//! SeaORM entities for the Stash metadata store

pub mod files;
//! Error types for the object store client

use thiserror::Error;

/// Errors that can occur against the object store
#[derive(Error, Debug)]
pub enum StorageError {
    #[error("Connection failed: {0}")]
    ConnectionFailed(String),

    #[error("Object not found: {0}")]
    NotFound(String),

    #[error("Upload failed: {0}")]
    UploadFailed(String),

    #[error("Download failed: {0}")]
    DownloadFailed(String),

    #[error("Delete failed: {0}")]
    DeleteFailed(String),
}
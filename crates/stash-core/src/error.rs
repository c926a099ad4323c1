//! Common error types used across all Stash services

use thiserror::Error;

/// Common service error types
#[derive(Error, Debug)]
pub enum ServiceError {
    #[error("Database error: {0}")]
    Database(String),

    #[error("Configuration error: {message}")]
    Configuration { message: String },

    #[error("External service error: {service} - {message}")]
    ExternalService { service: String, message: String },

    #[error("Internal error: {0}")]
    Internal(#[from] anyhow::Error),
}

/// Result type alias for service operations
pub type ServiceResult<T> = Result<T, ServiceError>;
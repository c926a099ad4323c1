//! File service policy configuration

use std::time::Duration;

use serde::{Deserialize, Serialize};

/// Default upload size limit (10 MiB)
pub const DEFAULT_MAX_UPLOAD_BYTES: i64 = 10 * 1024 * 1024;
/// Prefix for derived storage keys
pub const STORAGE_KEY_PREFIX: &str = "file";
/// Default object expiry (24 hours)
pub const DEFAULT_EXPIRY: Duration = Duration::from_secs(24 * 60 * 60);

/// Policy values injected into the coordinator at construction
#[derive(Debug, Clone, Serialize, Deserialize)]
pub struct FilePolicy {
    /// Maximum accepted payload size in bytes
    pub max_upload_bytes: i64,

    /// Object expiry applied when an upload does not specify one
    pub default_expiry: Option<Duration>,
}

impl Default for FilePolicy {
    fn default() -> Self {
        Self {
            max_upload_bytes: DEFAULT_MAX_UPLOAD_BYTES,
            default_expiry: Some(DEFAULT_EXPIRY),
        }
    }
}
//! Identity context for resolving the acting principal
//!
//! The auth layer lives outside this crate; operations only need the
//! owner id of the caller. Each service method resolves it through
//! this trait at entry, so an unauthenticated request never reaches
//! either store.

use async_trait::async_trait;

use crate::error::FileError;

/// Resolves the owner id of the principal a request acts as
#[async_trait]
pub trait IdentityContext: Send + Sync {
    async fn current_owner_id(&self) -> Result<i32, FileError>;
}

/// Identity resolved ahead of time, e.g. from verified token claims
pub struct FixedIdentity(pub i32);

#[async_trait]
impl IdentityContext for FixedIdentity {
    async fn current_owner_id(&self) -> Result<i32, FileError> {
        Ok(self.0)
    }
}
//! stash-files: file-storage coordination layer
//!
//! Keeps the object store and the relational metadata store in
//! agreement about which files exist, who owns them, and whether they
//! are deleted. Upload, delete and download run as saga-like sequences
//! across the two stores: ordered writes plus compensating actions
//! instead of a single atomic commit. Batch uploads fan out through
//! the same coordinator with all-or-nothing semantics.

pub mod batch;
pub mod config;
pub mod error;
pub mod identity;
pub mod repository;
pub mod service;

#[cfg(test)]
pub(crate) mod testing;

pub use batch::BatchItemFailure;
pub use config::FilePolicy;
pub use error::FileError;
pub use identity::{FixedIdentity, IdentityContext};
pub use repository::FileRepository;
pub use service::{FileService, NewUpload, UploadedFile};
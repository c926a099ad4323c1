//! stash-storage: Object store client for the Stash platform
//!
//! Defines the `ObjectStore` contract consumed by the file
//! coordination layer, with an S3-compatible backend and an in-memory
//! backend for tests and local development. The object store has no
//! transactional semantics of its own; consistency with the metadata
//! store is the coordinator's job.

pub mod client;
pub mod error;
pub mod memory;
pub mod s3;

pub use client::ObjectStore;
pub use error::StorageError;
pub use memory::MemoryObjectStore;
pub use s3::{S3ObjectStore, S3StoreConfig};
■ ■ ■
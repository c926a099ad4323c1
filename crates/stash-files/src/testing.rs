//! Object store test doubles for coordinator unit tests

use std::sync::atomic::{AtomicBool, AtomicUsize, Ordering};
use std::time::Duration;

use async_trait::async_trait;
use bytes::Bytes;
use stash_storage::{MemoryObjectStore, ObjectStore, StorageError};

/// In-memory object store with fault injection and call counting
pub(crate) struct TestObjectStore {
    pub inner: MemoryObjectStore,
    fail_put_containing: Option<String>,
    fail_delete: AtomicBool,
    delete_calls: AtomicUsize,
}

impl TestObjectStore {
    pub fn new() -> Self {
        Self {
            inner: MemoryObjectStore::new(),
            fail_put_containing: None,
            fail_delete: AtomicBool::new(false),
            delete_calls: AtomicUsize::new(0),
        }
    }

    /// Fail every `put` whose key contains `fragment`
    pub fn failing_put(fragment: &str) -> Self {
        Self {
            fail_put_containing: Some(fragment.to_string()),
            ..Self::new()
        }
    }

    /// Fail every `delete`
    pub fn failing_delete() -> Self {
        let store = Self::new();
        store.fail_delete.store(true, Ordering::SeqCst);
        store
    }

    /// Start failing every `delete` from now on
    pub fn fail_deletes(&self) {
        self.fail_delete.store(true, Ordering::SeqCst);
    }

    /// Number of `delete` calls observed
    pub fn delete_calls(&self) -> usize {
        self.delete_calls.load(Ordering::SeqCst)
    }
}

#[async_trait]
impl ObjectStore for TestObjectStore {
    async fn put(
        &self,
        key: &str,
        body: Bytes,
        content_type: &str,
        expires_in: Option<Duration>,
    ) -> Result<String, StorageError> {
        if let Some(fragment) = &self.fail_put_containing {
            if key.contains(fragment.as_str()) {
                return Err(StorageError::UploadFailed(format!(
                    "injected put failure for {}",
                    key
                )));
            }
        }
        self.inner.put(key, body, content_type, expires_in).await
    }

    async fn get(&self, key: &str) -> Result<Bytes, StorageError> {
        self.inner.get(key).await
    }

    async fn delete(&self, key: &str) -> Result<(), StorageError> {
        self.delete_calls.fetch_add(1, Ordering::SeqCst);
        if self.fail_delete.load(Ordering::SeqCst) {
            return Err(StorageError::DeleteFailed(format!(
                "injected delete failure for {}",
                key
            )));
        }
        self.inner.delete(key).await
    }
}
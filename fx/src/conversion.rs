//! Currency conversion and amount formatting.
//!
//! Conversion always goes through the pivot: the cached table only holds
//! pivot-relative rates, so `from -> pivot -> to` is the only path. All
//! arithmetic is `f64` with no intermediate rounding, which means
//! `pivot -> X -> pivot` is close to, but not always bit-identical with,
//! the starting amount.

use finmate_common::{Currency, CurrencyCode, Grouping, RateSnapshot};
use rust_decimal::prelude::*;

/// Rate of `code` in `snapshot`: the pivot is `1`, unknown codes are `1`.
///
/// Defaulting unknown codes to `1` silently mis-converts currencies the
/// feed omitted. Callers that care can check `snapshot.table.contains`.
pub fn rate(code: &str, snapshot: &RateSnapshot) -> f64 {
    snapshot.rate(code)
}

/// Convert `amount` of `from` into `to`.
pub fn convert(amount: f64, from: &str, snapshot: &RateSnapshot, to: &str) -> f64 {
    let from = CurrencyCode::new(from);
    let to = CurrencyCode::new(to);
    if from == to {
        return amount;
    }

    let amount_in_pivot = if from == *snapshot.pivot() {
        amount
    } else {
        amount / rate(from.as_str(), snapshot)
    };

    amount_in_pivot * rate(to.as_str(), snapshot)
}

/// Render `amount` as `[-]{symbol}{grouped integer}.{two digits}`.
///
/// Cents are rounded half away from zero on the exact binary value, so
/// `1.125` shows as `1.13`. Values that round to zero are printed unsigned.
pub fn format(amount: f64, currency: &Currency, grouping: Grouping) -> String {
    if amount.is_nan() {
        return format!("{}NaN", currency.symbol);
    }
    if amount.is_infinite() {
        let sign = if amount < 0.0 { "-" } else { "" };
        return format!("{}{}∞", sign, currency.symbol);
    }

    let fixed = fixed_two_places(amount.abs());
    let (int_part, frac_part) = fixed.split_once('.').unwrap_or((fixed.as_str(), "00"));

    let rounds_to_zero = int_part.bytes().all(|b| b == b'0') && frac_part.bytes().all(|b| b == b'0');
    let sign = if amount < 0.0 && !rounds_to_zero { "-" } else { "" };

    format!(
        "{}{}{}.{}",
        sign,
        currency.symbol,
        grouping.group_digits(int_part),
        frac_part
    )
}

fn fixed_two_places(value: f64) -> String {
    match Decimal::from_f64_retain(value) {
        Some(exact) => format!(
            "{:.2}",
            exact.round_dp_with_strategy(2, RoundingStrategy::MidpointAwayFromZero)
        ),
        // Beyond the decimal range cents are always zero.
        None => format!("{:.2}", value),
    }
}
■ ■ ■
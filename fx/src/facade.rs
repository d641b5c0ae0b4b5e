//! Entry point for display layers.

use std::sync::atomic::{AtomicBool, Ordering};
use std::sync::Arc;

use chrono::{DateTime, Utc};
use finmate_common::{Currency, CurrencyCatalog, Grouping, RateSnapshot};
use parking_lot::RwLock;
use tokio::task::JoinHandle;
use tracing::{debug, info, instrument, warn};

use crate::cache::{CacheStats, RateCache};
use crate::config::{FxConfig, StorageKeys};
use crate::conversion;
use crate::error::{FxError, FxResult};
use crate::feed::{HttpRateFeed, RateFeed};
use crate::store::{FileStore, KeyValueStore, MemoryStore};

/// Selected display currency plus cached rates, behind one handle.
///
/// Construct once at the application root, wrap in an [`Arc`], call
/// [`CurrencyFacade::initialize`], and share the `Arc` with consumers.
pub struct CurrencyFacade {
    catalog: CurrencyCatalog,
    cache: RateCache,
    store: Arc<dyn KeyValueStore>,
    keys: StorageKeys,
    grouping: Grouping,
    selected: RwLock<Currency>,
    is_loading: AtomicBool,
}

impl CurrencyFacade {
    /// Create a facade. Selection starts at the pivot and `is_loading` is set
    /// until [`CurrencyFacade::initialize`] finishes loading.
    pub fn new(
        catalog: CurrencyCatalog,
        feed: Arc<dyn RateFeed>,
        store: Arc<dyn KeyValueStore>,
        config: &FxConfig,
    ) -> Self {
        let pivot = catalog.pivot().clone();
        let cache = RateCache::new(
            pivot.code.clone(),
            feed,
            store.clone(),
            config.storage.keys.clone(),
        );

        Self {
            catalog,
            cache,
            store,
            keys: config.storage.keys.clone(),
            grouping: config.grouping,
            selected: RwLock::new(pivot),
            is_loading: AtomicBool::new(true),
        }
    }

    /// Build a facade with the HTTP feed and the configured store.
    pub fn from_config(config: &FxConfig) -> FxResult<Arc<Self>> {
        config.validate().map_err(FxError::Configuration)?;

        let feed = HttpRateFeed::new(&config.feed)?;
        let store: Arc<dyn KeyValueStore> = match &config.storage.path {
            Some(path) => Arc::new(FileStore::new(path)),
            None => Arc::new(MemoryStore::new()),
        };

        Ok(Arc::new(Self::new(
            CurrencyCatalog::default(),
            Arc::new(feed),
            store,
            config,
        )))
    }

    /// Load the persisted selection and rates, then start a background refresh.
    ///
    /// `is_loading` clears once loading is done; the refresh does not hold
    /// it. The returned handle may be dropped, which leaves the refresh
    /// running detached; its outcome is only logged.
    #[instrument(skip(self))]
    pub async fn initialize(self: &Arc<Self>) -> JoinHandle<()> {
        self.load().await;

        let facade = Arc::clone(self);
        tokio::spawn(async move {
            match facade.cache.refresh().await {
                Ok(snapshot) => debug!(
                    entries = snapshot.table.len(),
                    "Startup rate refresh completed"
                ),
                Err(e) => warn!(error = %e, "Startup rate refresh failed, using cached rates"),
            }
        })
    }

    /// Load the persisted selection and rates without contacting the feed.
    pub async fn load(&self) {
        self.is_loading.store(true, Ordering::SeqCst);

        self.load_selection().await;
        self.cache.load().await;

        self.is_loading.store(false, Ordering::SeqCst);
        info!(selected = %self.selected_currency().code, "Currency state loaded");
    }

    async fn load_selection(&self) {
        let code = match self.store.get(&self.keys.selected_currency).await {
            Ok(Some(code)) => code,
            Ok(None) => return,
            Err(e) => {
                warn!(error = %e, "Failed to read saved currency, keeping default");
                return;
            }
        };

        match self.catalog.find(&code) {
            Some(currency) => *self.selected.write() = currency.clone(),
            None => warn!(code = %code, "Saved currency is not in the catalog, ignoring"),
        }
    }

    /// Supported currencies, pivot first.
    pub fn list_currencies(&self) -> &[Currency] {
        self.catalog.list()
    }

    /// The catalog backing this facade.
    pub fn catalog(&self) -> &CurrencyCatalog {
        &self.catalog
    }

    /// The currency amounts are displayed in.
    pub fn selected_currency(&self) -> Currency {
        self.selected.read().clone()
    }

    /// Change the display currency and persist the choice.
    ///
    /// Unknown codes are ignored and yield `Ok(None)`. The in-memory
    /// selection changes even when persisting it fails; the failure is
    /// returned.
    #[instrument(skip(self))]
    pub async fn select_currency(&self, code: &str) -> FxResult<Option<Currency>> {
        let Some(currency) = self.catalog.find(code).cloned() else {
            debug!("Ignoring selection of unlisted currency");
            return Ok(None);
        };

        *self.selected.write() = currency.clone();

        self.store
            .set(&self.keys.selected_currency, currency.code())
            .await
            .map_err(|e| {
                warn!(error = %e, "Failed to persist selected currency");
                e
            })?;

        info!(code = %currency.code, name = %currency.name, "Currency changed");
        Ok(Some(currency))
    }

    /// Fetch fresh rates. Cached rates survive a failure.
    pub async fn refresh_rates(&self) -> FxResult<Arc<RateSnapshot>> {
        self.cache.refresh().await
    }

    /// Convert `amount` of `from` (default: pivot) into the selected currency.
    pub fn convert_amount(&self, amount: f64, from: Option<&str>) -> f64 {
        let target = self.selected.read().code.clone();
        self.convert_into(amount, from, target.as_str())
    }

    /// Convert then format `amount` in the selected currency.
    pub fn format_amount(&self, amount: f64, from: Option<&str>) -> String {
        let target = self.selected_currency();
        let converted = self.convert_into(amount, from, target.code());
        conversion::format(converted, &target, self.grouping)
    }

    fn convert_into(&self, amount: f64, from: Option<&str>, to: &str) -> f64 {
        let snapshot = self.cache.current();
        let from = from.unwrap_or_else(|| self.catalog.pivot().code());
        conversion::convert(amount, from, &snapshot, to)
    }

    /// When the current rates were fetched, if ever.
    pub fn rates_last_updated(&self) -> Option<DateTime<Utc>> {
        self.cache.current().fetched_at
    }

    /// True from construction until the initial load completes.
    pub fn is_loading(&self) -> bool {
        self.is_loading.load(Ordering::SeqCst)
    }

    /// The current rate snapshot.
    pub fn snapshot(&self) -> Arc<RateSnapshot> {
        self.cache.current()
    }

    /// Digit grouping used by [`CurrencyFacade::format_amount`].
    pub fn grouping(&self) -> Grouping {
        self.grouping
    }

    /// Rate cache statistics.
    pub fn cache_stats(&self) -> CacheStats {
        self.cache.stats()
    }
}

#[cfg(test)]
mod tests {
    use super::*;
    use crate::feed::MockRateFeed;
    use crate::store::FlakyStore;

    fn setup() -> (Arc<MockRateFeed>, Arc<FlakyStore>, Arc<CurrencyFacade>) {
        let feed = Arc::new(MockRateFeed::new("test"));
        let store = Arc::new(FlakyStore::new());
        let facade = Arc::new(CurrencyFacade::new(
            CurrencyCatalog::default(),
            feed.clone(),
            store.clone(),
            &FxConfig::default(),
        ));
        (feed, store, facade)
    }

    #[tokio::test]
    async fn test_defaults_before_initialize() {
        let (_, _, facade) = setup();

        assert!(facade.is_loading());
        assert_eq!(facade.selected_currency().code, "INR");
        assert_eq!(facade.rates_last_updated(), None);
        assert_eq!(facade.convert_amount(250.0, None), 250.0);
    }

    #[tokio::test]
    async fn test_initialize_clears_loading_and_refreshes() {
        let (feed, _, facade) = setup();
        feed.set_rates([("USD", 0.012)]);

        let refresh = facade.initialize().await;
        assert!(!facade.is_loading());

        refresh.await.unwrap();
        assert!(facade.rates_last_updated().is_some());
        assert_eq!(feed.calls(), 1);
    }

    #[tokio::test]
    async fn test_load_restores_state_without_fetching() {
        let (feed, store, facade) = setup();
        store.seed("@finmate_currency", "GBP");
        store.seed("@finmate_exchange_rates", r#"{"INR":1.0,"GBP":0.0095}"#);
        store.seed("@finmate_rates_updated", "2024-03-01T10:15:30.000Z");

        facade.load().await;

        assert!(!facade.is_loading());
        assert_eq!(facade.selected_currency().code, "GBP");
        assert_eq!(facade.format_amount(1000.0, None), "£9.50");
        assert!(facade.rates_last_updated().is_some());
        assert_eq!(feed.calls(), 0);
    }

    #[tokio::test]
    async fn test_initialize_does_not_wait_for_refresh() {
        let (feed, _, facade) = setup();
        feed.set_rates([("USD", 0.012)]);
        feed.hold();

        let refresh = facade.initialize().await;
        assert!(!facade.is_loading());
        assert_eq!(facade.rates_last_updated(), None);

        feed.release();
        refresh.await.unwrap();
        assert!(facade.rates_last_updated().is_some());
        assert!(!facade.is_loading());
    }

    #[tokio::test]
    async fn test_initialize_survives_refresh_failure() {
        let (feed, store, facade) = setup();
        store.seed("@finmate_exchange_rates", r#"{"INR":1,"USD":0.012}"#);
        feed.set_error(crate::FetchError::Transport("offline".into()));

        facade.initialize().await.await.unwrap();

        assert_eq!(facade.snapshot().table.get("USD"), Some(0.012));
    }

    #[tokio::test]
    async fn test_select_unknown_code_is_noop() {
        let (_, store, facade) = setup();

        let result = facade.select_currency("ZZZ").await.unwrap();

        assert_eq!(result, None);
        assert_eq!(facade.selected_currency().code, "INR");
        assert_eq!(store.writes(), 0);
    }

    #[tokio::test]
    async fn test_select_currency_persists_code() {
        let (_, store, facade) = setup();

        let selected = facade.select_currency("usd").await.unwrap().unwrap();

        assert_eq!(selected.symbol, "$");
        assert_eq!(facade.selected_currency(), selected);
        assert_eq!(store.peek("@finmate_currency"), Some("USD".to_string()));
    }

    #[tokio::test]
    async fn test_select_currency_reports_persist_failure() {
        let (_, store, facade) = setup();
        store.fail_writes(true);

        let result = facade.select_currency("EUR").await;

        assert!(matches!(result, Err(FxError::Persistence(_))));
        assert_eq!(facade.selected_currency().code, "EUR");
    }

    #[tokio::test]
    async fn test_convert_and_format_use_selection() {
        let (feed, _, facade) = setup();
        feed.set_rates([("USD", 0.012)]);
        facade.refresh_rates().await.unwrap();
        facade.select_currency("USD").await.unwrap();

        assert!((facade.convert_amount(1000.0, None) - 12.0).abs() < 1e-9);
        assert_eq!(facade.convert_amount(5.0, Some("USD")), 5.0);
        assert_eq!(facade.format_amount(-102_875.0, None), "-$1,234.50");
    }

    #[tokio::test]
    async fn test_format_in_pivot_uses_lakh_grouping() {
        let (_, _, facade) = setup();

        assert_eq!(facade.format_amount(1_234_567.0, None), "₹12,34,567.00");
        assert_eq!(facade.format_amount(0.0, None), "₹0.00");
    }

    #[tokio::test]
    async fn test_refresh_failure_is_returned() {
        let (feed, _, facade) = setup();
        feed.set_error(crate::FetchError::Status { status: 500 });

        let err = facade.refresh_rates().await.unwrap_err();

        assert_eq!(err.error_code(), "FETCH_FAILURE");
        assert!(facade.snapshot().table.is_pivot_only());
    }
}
■ ■ ■
Task brief> Taking the entries above, write out exactly each line from the one holding "feed.release();" to the one holding "assert!((facade.convert_amount(1000.0, None) - 12.0).abs()", both included, and stop there.

Task solution>
        feed.release();
        refresh.await.unwrap();
        assert!(facade.rates_last_updated().is_some());
        assert!(!facade.is_loading());
    }

    #[tokio::test]
    async fn test_initialize_survives_refresh_failure() {
        let (feed, store, facade) = setup();
        store.seed("@finmate_exchange_rates", r#"{"INR":1,"USD":0.012}"#);
        feed.set_error(crate::FetchError::Transport("offline".into()));

        facade.initialize().await.await.unwrap();

        assert_eq!(facade.snapshot().table.get("USD"), Some(0.012));
    }

    #[tokio::test]
    async fn test_select_unknown_code_is_noop() {
        let (_, store, facade) = setup();

        let result = facade.select_currency("ZZZ").await.unwrap();

        assert_eq!(result, None);
        assert_eq!(facade.selected_currency().code, "INR");
        assert_eq!(store.writes(), 0);
    }

    #[tokio::test]
    async fn test_select_currency_persists_code() {
        let (_, store, facade) = setup();

        let selected = facade.select_currency("usd").await.unwrap().unwrap();

        assert_eq!(selected.symbol, "$");
        assert_eq!(facade.selected_currency(), selected);
        assert_eq!(store.peek("@finmate_currency"), Some("USD".to_string()));
    }

    #[tokio::test]
    async fn test_select_currency_reports_persist_failure() {
        let (_, store, facade) = setup();
        store.fail_writes(true);

        let result = facade.select_currency("EUR").await;

        assert!(matches!(result, Err(FxError::Persistence(_))));
        assert_eq!(facade.selected_currency().code, "EUR");
    }

    #[tokio::test]
    async fn test_convert_and_format_use_selection() {
        let (feed, _, facade) = setup();
        feed.set_rates([("USD", 0.012)]);
        facade.refresh_rates().await.unwrap();
        facade.select_currency("USD").await.unwrap();

        assert!((facade.convert_amount(1000.0, None) - 12.0).abs() < 1e-9);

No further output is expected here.